(Saved data entries)

━━━

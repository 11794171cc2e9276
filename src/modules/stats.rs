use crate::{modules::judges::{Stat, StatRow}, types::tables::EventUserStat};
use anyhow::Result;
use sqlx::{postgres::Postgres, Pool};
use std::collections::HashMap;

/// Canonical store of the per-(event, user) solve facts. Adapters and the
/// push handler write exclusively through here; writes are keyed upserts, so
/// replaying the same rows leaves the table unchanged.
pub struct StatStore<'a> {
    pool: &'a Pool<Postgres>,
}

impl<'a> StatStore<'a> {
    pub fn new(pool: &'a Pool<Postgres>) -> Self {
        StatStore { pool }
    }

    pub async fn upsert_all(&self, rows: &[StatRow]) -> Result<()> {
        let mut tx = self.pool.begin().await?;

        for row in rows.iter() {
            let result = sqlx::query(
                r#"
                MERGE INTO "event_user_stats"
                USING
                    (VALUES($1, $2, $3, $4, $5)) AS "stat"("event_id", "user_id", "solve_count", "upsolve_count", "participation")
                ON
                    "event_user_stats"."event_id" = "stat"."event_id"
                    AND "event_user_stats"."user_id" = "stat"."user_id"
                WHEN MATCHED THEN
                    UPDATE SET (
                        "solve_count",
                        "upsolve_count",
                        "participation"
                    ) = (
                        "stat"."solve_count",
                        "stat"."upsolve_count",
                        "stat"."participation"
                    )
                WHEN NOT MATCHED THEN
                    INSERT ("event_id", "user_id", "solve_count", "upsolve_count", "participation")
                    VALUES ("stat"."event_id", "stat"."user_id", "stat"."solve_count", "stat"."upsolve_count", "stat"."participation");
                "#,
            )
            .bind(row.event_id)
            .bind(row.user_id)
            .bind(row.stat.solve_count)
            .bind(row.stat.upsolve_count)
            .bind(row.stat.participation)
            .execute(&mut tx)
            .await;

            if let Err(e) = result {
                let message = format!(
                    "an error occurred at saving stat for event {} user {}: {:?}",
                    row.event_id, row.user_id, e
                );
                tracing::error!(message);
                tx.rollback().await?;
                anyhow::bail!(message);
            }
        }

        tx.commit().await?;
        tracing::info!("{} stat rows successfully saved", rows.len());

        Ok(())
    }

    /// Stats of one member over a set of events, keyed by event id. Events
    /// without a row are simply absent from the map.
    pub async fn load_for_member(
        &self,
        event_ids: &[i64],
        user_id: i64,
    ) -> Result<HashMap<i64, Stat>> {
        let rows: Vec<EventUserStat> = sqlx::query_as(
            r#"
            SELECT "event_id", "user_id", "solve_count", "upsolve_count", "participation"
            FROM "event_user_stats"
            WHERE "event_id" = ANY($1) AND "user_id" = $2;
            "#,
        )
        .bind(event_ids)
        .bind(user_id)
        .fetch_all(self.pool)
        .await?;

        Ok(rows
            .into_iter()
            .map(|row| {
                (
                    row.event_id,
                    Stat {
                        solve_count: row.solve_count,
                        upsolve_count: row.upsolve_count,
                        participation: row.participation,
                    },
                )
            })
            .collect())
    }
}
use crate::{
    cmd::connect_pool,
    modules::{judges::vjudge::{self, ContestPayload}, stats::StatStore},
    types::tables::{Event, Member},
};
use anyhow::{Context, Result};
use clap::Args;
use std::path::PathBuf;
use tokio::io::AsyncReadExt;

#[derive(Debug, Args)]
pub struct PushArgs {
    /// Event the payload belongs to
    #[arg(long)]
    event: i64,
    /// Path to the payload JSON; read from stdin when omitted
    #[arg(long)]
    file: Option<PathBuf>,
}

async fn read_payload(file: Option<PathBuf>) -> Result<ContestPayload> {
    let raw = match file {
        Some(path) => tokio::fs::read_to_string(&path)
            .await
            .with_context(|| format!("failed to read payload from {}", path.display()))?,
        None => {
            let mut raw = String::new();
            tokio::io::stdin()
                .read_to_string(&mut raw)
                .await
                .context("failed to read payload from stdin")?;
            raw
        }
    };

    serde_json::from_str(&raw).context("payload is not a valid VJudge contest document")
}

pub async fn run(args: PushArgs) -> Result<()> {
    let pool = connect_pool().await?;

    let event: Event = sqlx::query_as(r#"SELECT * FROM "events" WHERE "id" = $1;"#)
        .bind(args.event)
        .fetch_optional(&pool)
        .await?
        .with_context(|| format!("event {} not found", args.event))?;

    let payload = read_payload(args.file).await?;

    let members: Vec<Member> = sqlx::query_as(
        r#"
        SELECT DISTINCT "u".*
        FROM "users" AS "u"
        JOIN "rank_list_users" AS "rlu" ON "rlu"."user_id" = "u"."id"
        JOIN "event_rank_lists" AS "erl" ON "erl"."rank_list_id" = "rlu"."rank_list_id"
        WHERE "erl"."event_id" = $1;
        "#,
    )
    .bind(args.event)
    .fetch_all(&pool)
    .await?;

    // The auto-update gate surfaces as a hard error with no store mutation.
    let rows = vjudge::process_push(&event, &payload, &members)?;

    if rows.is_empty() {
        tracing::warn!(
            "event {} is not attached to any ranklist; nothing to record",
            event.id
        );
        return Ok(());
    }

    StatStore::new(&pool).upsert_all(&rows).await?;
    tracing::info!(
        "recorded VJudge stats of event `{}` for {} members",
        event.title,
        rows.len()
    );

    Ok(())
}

━━━

Each line of the data in which the string "struct" appears needs to be copied.

→ REPLY
pub struct StatStore<'a> {
pub struct PushArgs {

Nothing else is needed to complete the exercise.